TASK BRIEF =>
Scan the records for lines with the word "return", and copy every such line.
BEGIN RECORDS PROVIDED
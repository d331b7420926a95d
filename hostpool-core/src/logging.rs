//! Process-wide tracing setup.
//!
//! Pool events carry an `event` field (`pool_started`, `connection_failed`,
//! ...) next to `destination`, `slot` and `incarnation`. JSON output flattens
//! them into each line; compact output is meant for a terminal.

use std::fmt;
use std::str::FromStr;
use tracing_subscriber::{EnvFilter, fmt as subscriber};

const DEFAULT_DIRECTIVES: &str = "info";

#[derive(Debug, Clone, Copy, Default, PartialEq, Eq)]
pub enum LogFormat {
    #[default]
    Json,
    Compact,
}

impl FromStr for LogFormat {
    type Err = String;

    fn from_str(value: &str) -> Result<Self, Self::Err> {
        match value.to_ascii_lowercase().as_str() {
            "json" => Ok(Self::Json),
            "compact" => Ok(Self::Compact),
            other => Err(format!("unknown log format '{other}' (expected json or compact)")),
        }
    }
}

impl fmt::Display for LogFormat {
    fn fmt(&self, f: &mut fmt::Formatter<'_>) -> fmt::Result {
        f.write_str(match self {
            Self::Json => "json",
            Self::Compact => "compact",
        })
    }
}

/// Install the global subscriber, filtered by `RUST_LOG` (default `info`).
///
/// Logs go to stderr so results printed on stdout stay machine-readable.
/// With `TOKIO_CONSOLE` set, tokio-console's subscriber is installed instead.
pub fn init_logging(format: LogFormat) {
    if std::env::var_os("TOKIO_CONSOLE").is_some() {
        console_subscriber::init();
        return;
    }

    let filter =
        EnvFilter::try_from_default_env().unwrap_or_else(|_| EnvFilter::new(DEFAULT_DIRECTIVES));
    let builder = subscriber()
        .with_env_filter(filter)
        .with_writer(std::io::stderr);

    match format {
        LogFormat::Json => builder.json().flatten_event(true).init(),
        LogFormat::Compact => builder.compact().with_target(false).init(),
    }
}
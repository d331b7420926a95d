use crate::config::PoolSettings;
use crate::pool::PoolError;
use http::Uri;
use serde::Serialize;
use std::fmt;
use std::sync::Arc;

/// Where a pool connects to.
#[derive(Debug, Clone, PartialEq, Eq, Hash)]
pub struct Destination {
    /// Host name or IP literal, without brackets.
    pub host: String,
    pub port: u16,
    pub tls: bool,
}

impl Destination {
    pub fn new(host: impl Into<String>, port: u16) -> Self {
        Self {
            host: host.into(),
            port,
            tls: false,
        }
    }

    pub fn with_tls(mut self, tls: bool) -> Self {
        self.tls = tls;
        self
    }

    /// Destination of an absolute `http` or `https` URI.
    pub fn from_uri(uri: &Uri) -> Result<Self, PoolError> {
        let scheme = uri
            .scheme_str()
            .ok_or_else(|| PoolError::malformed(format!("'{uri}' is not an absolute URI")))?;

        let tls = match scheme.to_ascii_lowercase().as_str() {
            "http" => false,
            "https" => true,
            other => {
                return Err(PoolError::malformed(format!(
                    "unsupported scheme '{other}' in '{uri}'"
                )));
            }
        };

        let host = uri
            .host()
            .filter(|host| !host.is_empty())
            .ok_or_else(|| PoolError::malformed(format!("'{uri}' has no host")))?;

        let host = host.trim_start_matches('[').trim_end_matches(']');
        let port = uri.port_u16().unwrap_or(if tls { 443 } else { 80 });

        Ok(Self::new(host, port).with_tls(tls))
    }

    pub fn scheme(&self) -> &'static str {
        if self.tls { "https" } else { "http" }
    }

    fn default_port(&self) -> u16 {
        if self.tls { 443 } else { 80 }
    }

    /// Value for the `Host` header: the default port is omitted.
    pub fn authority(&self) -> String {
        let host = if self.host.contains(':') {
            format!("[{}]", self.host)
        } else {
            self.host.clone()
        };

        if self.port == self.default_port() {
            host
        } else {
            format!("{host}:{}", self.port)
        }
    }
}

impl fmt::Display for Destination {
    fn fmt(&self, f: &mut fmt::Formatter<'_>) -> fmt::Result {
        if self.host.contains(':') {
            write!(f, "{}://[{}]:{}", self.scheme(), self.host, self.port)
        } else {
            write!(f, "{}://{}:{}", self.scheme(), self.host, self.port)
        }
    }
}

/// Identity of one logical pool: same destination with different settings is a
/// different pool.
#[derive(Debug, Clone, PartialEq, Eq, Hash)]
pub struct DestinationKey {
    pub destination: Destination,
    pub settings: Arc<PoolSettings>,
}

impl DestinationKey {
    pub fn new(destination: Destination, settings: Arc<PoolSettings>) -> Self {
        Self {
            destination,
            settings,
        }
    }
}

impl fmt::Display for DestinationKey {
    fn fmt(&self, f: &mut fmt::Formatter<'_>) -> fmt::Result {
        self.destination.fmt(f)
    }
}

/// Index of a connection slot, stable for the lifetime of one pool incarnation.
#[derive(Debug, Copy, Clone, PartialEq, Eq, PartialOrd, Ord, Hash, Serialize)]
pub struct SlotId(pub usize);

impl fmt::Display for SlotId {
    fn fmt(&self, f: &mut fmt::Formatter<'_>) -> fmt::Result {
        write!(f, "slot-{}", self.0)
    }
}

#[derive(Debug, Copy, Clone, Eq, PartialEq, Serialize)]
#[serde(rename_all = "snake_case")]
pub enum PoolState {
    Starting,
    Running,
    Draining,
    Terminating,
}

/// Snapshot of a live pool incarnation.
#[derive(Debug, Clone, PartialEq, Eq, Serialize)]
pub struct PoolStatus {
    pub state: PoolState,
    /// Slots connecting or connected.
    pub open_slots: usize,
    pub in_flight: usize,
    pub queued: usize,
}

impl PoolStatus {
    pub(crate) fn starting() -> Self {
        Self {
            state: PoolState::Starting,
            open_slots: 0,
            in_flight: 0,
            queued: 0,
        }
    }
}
END RECORDS PROVIDED
RESULT BELOW =>
        return;
                return Err(PoolError::malformed(format!(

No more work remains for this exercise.